[ACTIVITY]: Give every line from the entries that contains "impl".
____ MATERIAL PROVIDED
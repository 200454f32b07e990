//! Backend API configuration.

use serde::{Deserialize, Serialize};

use crate::ConfigError;

fn default_base_url() -> String {
    "http://localhost:8000".to_string()
}

fn default_user_agent() -> String {
    format!("anang/{}", env!("CARGO_PKG_VERSION"))
}

#[derive(Debug, Clone, Deserialize, Serialize)]
pub struct ApiConfig {
    /// Base URL of the partner API. Paths such as `/api/login` are appended.
    #[serde(default = "default_base_url")]
    pub base_url: String,

    /// `User-Agent` header sent with every request.
    #[serde(default = "default_user_agent")]
    pub user_agent: String,
}

impl Default for ApiConfig {
    fn default() -> Self {
        Self {
            base_url: default_base_url(),
            user_agent: default_user_agent(),
        }
    }
}

impl ApiConfig {
    /// Base URL without a trailing slash.
    #[must_use]
    pub fn base(&self) -> &str {
        self.base_url.trim_end_matches('/')
    }

    /// Reject base URLs that are not absolute http(s) URLs.
    ///
    /// # Errors
    ///
    /// Returns [`ConfigError::InvalidValue`] when the scheme is missing or
    /// unsupported.
    pub fn validate(&self) -> Result<(), ConfigError> {
        let url = self.base_url.trim();
        if url.starts_with("http://") || url.starts_with("https://") {
            Ok(())
        } else {
            Err(ConfigError::InvalidValue {
                field: "api.base_url".into(),
                reason: format!("expected an http(s) URL, got '{url}'"),
            })
        }
    }
}
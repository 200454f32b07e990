use anang_api::ApiError;
use thiserror::Error;

#[derive(Debug, Error)]
pub enum AuthError {
    #[error("not signed in, run `anang auth login`")]
    NotAuthenticated,

    /// Input rejected before any request was sent.
    #[error("{0}")]
    Validation(String),

    #[error(transparent)]
    Api(#[from] ApiError),

    #[error("session storage error: {0}")]
    Storage(String),
}
//! Plain-text rendering for terminals.

use crate::block::{Block, BulletValue};
use crate::inline::Inline;

const LEAF: &str = "🍃";

/// Render blocks as terminal text, one line per block.
#[must_use]
pub fn render_plain(blocks: &[Block]) -> String {
    blocks.iter().map(render_block).collect::<Vec<_>>().join("\n")
}

fn render_block(block: &Block) -> String {
    match block {
        Block::SectionHeader { text } => {
            format!("{text}\n{}", "=".repeat(text.chars().count()))
        }
        Block::ItemHeader { text } => format!("> {text}"),
        Block::Bullet { label, value } if value.is_empty() => format!("  - {label}"),
        Block::Bullet { label, value } => {
            let shown = match BulletValue::classify(label, value) {
                BulletValue::Certification { level: Some(level), leaves } => {
                    format!("{level} {}", LEAF.repeat(usize::from(leaves)))
                }
                BulletValue::Certification { level: None, .. } => "none".to_string(),
                BulletValue::Link { href, text } if text == href => href,
                BulletValue::Link { href, text } => format!("{text} <{href}>"),
                BulletValue::Text { text } => text,
            };
            format!("  - {label}: {shown}")
        }
        Block::Text { inlines } => inlines.iter().map(Inline::text).collect(),
        Block::Spacing => String::new(),
    }
}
________
[SOLUTION FOR THIS PROBLEM]:
impl Default for ApiConfig {
impl ApiConfig {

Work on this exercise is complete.